▶ What the task asks:
Only the lines below starting at the one that contains "in filename order." and ending at the one that contains "let path = entry.path();" are to be reproduced, exactly and with both ends kept.

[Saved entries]
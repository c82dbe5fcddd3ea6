use utoipa::{
    Modify, OpenApi,
    openapi::{
        self,
        OpenApi as OpenApiSpec,
        security::{HttpAuthScheme, HttpBuilder, SecurityScheme},
    },
};
use utoipa_scalar::{Scalar, Servable};

use crate::{
    dto::{
        auth::{
            ChangeRoleRequest, ConfirmEmailRequest, LoginRequest, LoginResponse,
            PasswordResetConfirmRequest, PasswordResetRequest, RegisterRequest,
            UpdateProfileRequest,
        },
        basket::{AddItemRequest, BasketItem, BasketView, ShopSubtotal, UpdateItemRequest},
        catalog::{CategoryList, OfferParameter, ProductOffer, ProductOfferList, ShopList},
        contacts::{ContactList, CreateContactRequest, UpdateContactRequest},
        import::{CatalogSnapshot, ImportSummary, SnapshotCategory, SnapshotGood},
        orders::{OrderList, OrderWithItems, PlaceOrderRequest, StatusUpdateRequest},
    },
    models::{Category, Contact, Order, OrderItem, Shop, User},
    response::{ApiResponse, Meta},
    routes::{auth, basket, catalog, contacts, health, orders, params, partner},
};

struct SecurityAddon;

impl Modify for SecurityAddon {
    fn modify(&self, openapi: &mut openapi::OpenApi) {
        let components = openapi.components.get_or_insert_with(Default::default);
        components.add_security_scheme(
            "bearer_auth",
            SecurityScheme::Http(
                HttpBuilder::new()
                    .scheme(HttpAuthScheme::Bearer)
                    .bearer_format("JWT")
                    .build(),
            ),
        );
    }
}

#[derive(OpenApi)]
#[openapi(
    paths(
        health::health_check,
        auth::register,
        auth::confirm,
        auth::login,
        auth::password_reset,
        auth::password_reset_confirm,
        auth::profile,
        auth::update_profile,
        auth::change_role,
        catalog::list_categories,
        catalog::list_shops,
        catalog::list_offers,
        basket::view_basket,
        basket::add_item,
        basket::update_item,
        basket::remove_item,
        orders::list_orders,
        orders::place_order,
        orders::get_order,
        orders::status_update,
        partner::import_catalog,
        partner::get_state,
        partner::set_state,
        partner::list_orders,
        contacts::list_contacts,
        contacts::create_contact,
        contacts::update_contact,
        contacts::delete_contact
    ),
    components(
        schemas(
            User,
            Shop,
            Category,
            Order,
            OrderItem,
            Contact,
            RegisterRequest,
            ConfirmEmailRequest,
            LoginRequest,
            LoginResponse,
            PasswordResetRequest,
            PasswordResetConfirmRequest,
            UpdateProfileRequest,
            ChangeRoleRequest,
            CatalogSnapshot,
            SnapshotCategory,
            SnapshotGood,
            ImportSummary,
            AddItemRequest,
            UpdateItemRequest,
            BasketItem,
            ShopSubtotal,
            BasketView,
            CategoryList,
            ShopList,
            ProductOffer,
            OfferParameter,
            ProductOfferList,
            PlaceOrderRequest,
            StatusUpdateRequest,
            OrderWithItems,
            OrderList,
            CreateContactRequest,
            UpdateContactRequest,
            ContactList,
            params::OfferQuery,
            params::ShopStateRequest,
            Meta,
            ApiResponse<User>,
            ApiResponse<Shop>,
            ApiResponse<ImportSummary>,
            ApiResponse<BasketView>,
            ApiResponse<OrderWithItems>,
            ApiResponse<OrderList>,
            ApiResponse<ProductOfferList>,
            ApiResponse<ContactList>
        )
    ),
    security(
        ("bearer_auth" = [])
    ),
    modifiers(&SecurityAddon),
    tags(
        (name = "Health", description = "Health check endpoint"),
        (name = "Auth", description = "Registration, confirmation and login"),
        (name = "Catalog", description = "Merged multi-supplier catalog"),
        (name = "Basket", description = "Draft order management"),
        (name = "Orders", description = "Order placement and lifecycle"),
        (name = "Partner", description = "Supplier catalog uploads and orders"),
        (name = "Contacts", description = "Delivery contacts"),
    )
)]
pub struct ApiDoc;

pub fn scalar_docs() -> Scalar<OpenApiSpec> {
    Scalar::with_url("/docs", ApiDoc::openapi())
}
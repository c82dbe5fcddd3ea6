use serde::Serialize;
use tokio::sync::mpsc::{self, UnboundedReceiver, UnboundedSender};
use uuid::Uuid;

/// Lifecycle facts emitted by the core after a transaction commits.
/// The dispatcher turns them into outbound mail; nothing here can roll back
/// the transaction that produced the event.
#[derive(Debug, Clone, Serialize)]
#[serde(tag = "kind", rename_all = "snake_case")]
pub enum NotificationEvent {
    UserRegistered {
        user_id: Uuid,
        email: String,
        token_key: String,
    },
    PasswordResetRequested {
        user_id: Uuid,
        email: String,
        token_key: String,
    },
    OrderPlaced {
        user_id: Uuid,
        email: String,
        order_id: Uuid,
    },
    OrderStatusChanged {
        user_id: Uuid,
        email: String,
        order_id: Uuid,
        old_status: String,
        new_status: String,
    },
}

impl NotificationEvent {
    pub fn kind(&self) -> &'static str {
        match self {
            NotificationEvent::UserRegistered { .. } => "user_registered",
            NotificationEvent::PasswordResetRequested { .. } => "password_reset_requested",
            NotificationEvent::OrderPlaced { .. } => "order_placed",
            NotificationEvent::OrderStatusChanged { .. } => "order_status_changed",
        }
    }

    pub fn recipient_email(&self) -> &str {
        match self {
            NotificationEvent::UserRegistered { email, .. }
            | NotificationEvent::PasswordResetRequested { email, .. }
            | NotificationEvent::OrderPlaced { email, .. }
            | NotificationEvent::OrderStatusChanged { email, .. } => email,
        }
    }
}

/// Cloneable handle services use to enqueue events after commit.
#[derive(Clone)]
pub struct EventSender {
    tx: UnboundedSender<NotificationEvent>,
}

impl EventSender {
    pub fn channel() -> (Self, UnboundedReceiver<NotificationEvent>) {
        let (tx, rx) = mpsc::unbounded_channel();
        (Self { tx }, rx)
    }

    /// Enqueue an event. A closed channel means notifications are being
    /// dropped, which an operator must see, so it is logged at error level
    /// instead of being propagated to the caller.
    pub fn emit(&self, event: NotificationEvent) {
        let kind = event.kind();
        if self.tx.send(event).is_err() {
            tracing::error!(kind, "notification channel closed, event lost");
        }
    }
}
use anyhow::Result;
use sea_orm::{ConnectionTrait, Database, DatabaseConnection, Statement};
use sqlx::postgres::PgPoolOptions;
use std::path::PathBuf;
use tokio::fs;

pub type DbPool = sqlx::PgPool;
pub type OrmConn = DatabaseConnection;

/// Create the sqlx pool used by the read-side queries.
pub async fn create_pool(database_url: &str) -> Result<DbPool> {
    let pool = PgPoolOptions::new()
        .max_connections(10)
        .connect(database_url)
        .await?;
    Ok(pool)
}

/// Create a SeaORM connection.
pub async fn create_orm_conn(database_url: &str) -> Result<OrmConn> {
    let conn = Database::connect(database_url).await?;
    Ok(conn)
}

/// Minimal migration runner that executes SQL files in `migrations/` in filename order.
pub async fn run_migrations(conn: &OrmConn) -> Result<()> {
    let mut entries = fs::read_dir("migrations").await?;
    let mut files: Vec<PathBuf> = Vec::new();
    while let Some(entry) = entries.next_entry().await? {
        let path = entry.path();
        if path.is_file() {
            files.push(path);
        }
    }
    files.sort();

    let backend = conn.get_database_backend();
    for file in files {
        let sql = fs::read_to_string(&file).await?;
        // Postgres prepared statements cannot contain multiple commands,
        // so split the migration file and run each statement individually.
        for stmt in sql.split(';') {
            let stmt = stmt.trim();
            if stmt.is_empty() {
                continue;
            }
            let statement = format!("{stmt};");
            conn.execute(Statement::from_string(backend, statement))
                .await?;
        }
    }

    Ok(())
}
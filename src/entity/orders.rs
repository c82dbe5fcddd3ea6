use sea_orm::entity::prelude::*;

#[derive(Clone, Debug, PartialEq, DeriveEntityModel)]
#[sea_orm(table_name = "orders")]
pub struct Model {
    #[sea_orm(primary_key)]
    pub id: Uuid,
    pub user_id: Uuid,
    pub status: String,
    pub contact_id: Option<Uuid>,
    pub created_at: DateTimeWithTimeZone,
    pub updated_at: DateTimeWithTimeZone,
}

#[derive(Copy, Clone, Debug, EnumIter, DeriveRelation)]
pub enum Relation {
    #[sea_orm(
        belongs_to = "super::users::Entity",
        from = "Column::UserId",
        to = "super::users::Column::Id"
    )]
    Users,
    #[sea_orm(
        belongs_to = "super::contacts::Entity",
        from = "Column::ContactId",
        to = "super::contacts::Column::Id"
    )]
    Contacts,
    #[sea_orm(has_many = "super::order_items::Entity")]
    OrderItems,
}

impl Related<super::users::Entity> for Entity {
    fn to() -> RelationDef {
        Relation::Users.def()
    }
}

impl Related<super::contacts::Entity> for Entity {
    fn to() -> RelationDef {
        Relation::Contacts.def()
    }
}

impl Related<super::order_items::Entity> for Entity {
    fn to() -> RelationDef {
        Relation::OrderItems.def()
    }
}

impl ActiveModelBehavior for ActiveModel {}
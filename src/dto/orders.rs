use serde::{Deserialize, Serialize};
use utoipa::ToSchema;
use uuid::Uuid;

use crate::models::{Order, OrderItem};

#[derive(Debug, Deserialize, ToSchema)]
pub struct PlaceOrderRequest {
    pub contact_id: Uuid,
}

#[derive(Debug, Deserialize, ToSchema)]
pub struct StatusUpdateRequest {
    pub status: String,
}

#[derive(Debug, Serialize, ToSchema)]
pub struct OrderWithItems {
    pub order: Order,
    pub items: Vec<OrderItem>,
    pub total: i64,
}

#[derive(Debug, Serialize, ToSchema)]
pub struct OrderList {
    pub items: Vec<OrderWithItems>,
}
// Re-importing the same snapshot leaves the catalog unchanged, a subset
// import drops the missing offers, and a placed order keeps its frozen
// item snapshot through all of it.
#[tokio::test]
async fn reimport_replaces_offers_and_keeps_order_snapshot() -> anyhow::Result<()> {
    let Some(database_url) = test_database_url() else {
        return Ok(());
    };
    let (state, _rx) = setup_state(&database_url).await?;

    let partner = create_user(&state, "shop").await?;
    let buyer = create_user(&state, "buyer").await?;

    let category = unique_external_id();
    let sku_a = unique_external_id();
    let sku_b = unique_external_id();
    let shop_name = format!("Svyaznoy {}", Uuid::new_v4().simple());
    let both = snapshot(
        &shop_name,
        category,
        vec![
            good(sku_a, category, "Galaxy S23", 10, 70_000),
            good(sku_b, category, "Pixel 8", 4, 65_000),
        ],
    );

    let first = import_service::import_catalog(&state, &partner, both.clone())
        .await?
        .data
        .expect("summary");
    let second = import_service::import_catalog(&state, &partner, both)
        .await?
        .data
        .expect("summary");
    assert_eq!(first.shop_id, second.shop_id);
    assert_eq!(second.product_infos, 2);
    assert_eq!(second.products, 2);

    let (count,): (i64,) =
        sqlx::query_as("SELECT COUNT(*) FROM product_infos WHERE shop_id = $1")
            .bind(first.shop_id)
            .fetch_one(&state.pool)
            .await?;
    assert_eq!(count, 2);

    // Category links are not duplicated by the second import either.
    let (links,): (i64,) =
        sqlx::query_as("SELECT COUNT(*) FROM shop_categories WHERE shop_id = $1")
            .bind(first.shop_id)
            .fetch_one(&state.pool)
            .await?;
    assert_eq!(links, 1);

    // Order one Galaxy, then shrink the catalog to just the Pixel.
    let (info_id,): (Uuid,) =
        sqlx::query_as("SELECT id FROM product_infos WHERE shop_id = $1 AND external_id = $2")
            .bind(first.shop_id)
            .bind(sku_a)
            .fetch_one(&state.pool)
            .await?;
    basket_service::add_item(
        &state,
        &buyer,
        AddItemRequest {
            product_info_id: info_id,
            quantity: 1,
        },
    )
    .await?;
    let contact_id = create_contact(&state, &buyer).await?;
    let placed = order_service::place_order(&state, &buyer, PlaceOrderRequest { contact_id })
        .await?
        .data
        .expect("placed order");

    import_service::import_catalog(
        &state,
        &partner,
        snapshot(
            &shop_name,
            category,
            vec![good(sku_b, category, "Pixel 8", 4, 65_000)],
        ),
    )
    .await?;

    let (count,): (i64,) =
        sqlx::query_as("SELECT COUNT(*) FROM product_infos WHERE shop_id = $1")
            .bind(first.shop_id)
            .fetch_one(&state.pool)
            .await?;
    assert_eq!(count, 1);

    // The order line survives the delete with its frozen fields; only the
    // live-offer reference is gone.
    let fetched = order_service::get_order(&state, &buyer, placed.order.id)
        .await?
        .data
        .expect("order detail");
    assert_eq!(fetched.items.len(), 1);
    assert_eq!(fetched.items[0].product_name, "Galaxy S23");
    assert_eq!(fetched.items[0].price, 70_000);
    assert_eq!(fetched.items[0].product_info_id, None);

    Ok(())
}
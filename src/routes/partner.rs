use axum::{Json, Router, extract::State, routing::{get, post}};

use crate::{
    dto::import::{CatalogSnapshot, ImportSummary},
    dto::orders::OrderList,
    error::AppResult,
    middleware::auth::AuthUser,
    models::Shop,
    response::ApiResponse,
    routes::params::ShopStateRequest,
    services::{import_service, order_service, partner_service},
    state::AppState,
};

pub fn router() -> Router<AppState> {
    Router::new()
        .route("/update", post(import_catalog))
        .route("/state", get(get_state).post(set_state))
        .route("/orders", get(list_orders))
}

#[utoipa::path(
    post,
    path = "/api/partner/update",
    request_body = CatalogSnapshot,
    responses(
        (status = 200, description = "Catalog replaced from snapshot", body = ApiResponse<ImportSummary>),
        (status = 400, description = "Malformed snapshot"),
        (status = 403, description = "Not a partner account")
    ),
    security(("bearer_auth" = [])),
    tag = "Partner"
)]
pub async fn import_catalog(
    State(state): State<AppState>,
    user: AuthUser,
    Json(payload): Json<CatalogSnapshot>,
) -> AppResult<Json<ApiResponse<ImportSummary>>> {
    let resp = import_service::import_catalog(&state, &user, payload).await?;
    Ok(Json(resp))
}

#[utoipa::path(
    get,
    path = "/api/partner/state",
    responses(
        (status = 200, description = "Current shop state", body = ApiResponse<Shop>),
        (status = 404, description = "No shop imported yet")
    ),
    security(("bearer_auth" = [])),
    tag = "Partner"
)]
pub async fn get_state(
    State(state): State<AppState>,
    user: AuthUser,
) -> AppResult<Json<ApiResponse<Shop>>> {
    let resp = partner_service::get_state(&state, &user).await?;
    Ok(Json(resp))
}

#[utoipa::path(
    post,
    path = "/api/partner/state",
    request_body = ShopStateRequest,
    responses((status = 200, description = "Shop paused or resumed", body = ApiResponse<Shop>)),
    security(("bearer_auth" = [])),
    tag = "Partner"
)]
pub async fn set_state(
    State(state): State<AppState>,
    user: AuthUser,
    Json(payload): Json<ShopStateRequest>,
) -> AppResult<Json<ApiResponse<Shop>>> {
    let resp = partner_service::set_state(&state, &user, payload.active).await?;
    Ok(Json(resp))
}

#[utoipa::path(
    get,
    path = "/api/partner/orders",
    responses((status = 200, description = "Orders containing this partner's items, projected to them", body = ApiResponse<OrderList>)),
    security(("bearer_auth" = [])),
    tag = "Partner"
)]
pub async fn list_orders(
    State(state): State<AppState>,
    user: AuthUser,
) -> AppResult<Json<ApiResponse<OrderList>>> {
    let resp = order_service::list_orders_for_partner(&state, &user).await?;
    Ok(Json(resp))
}
use axum::{
    Json, Router,
    extract::{Path, State},
    routing::{get, post, put},
};
use uuid::Uuid;

use crate::{
    dto::orders::{OrderList, OrderWithItems, PlaceOrderRequest, StatusUpdateRequest},
    error::AppResult,
    middleware::auth::AuthUser,
    models::Order,
    response::ApiResponse,
    services::order_service,
    state::AppState,
};

pub fn router() -> Router<AppState> {
    Router::new()
        .route("/", get(list_orders).post(place_order))
        .route("/{id}", get(get_order))
        .route("/{id}/status", put(status_update))
}

#[utoipa::path(
    get,
    path = "/api/orders",
    responses((status = 200, description = "Placed orders for current user", body = ApiResponse<OrderList>)),
    security(("bearer_auth" = [])),
    tag = "Orders"
)]
pub async fn list_orders(
    State(state): State<AppState>,
    user: AuthUser,
) -> AppResult<Json<ApiResponse<OrderList>>> {
    let resp = order_service::list_orders_for_user(&state, &user).await?;
    Ok(Json(resp))
}

#[utoipa::path(
    post,
    path = "/api/orders",
    request_body = PlaceOrderRequest,
    responses(
        (status = 200, description = "Basket converted into an order", body = ApiResponse<OrderWithItems>),
        (status = 404, description = "No basket or unknown contact"),
        (status = 409, description = "Insufficient stock")
    ),
    security(("bearer_auth" = [])),
    tag = "Orders"
)]
pub async fn place_order(
    State(state): State<AppState>,
    user: AuthUser,
    Json(payload): Json<PlaceOrderRequest>,
) -> AppResult<Json<ApiResponse<OrderWithItems>>> {
    let resp = order_service::place_order(&state, &user, payload).await?;
    Ok(Json(resp))
}

#[utoipa::path(
    get,
    path = "/api/orders/{id}",
    params(("id" = Uuid, Path, description = "Order ID")),
    responses(
        (status = 200, description = "Order with frozen item snapshots", body = ApiResponse<OrderWithItems>),
        (status = 404, description = "Order not found")
    ),
    security(("bearer_auth" = [])),
    tag = "Orders"
)]
pub async fn get_order(
    State(state): State<AppState>,
    user: AuthUser,
    Path(id): Path<Uuid>,
) -> AppResult<Json<ApiResponse<OrderWithItems>>> {
    let resp = order_service::get_order(&state, &user, id).await?;
    Ok(Json(resp))
}

#[utoipa::path(
    put,
    path = "/api/orders/{id}/status",
    params(("id" = Uuid, Path, description = "Order ID")),
    request_body = StatusUpdateRequest,
    responses(
        (status = 200, description = "Status advanced", body = ApiResponse<Order>),
        (status = 403, description = "Actor may not drive this order"),
        (status = 409, description = "Backward transition")
    ),
    security(("bearer_auth" = [])),
    tag = "Orders"
)]
pub async fn status_update(
    State(state): State<AppState>,
    user: AuthUser,
    Path(id): Path<Uuid>,
    Json(payload): Json<StatusUpdateRequest>,
) -> AppResult<Json<ApiResponse<Order>>> {
    let resp = order_service::update_status(&state, &user, id, payload).await?;
    Ok(Json(resp))
}
use sea_orm::entity::prelude::*;

#[derive(Clone, Debug, PartialEq, DeriveEntityModel)]
#[sea_orm(table_name = "shops")]
pub struct Model {
    #[sea_orm(primary_key)]
    pub id: Uuid,
    pub name: String,
    pub user_id: Uuid,
    pub active: bool,
    pub created_at: DateTimeWithTimeZone,
}

#[derive(Copy, Clone, Debug, EnumIter, DeriveRelation)]
pub enum Relation {
    #[sea_orm(
        belongs_to = "super::users::Entity",
        from = "Column::UserId",
        to = "super::users::Column::Id"
    )]
    Users,
    #[sea_orm(has_many = "super::product_infos::Entity")]
    ProductInfos,
}

impl Related<super::users::Entity> for Entity {
    fn to() -> RelationDef {
        Relation::Users.def()
    }
}

impl Related<super::product_infos::Entity> for Entity {
    fn to() -> RelationDef {
        Relation::ProductInfos.def()
    }
}

impl ActiveModelBehavior for ActiveModel {}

▶ Answer section:
/// Minimal migration runner that executes SQL files in `migrations/` in filename order.
pub async fn run_migrations(conn: &OrmConn) -> Result<()> {
    let mut entries = fs::read_dir("migrations").await?;
    let mut files: Vec<PathBuf> = Vec::new();
    while let Some(entry) = entries.next_entry().await? {
        let path = entry.path();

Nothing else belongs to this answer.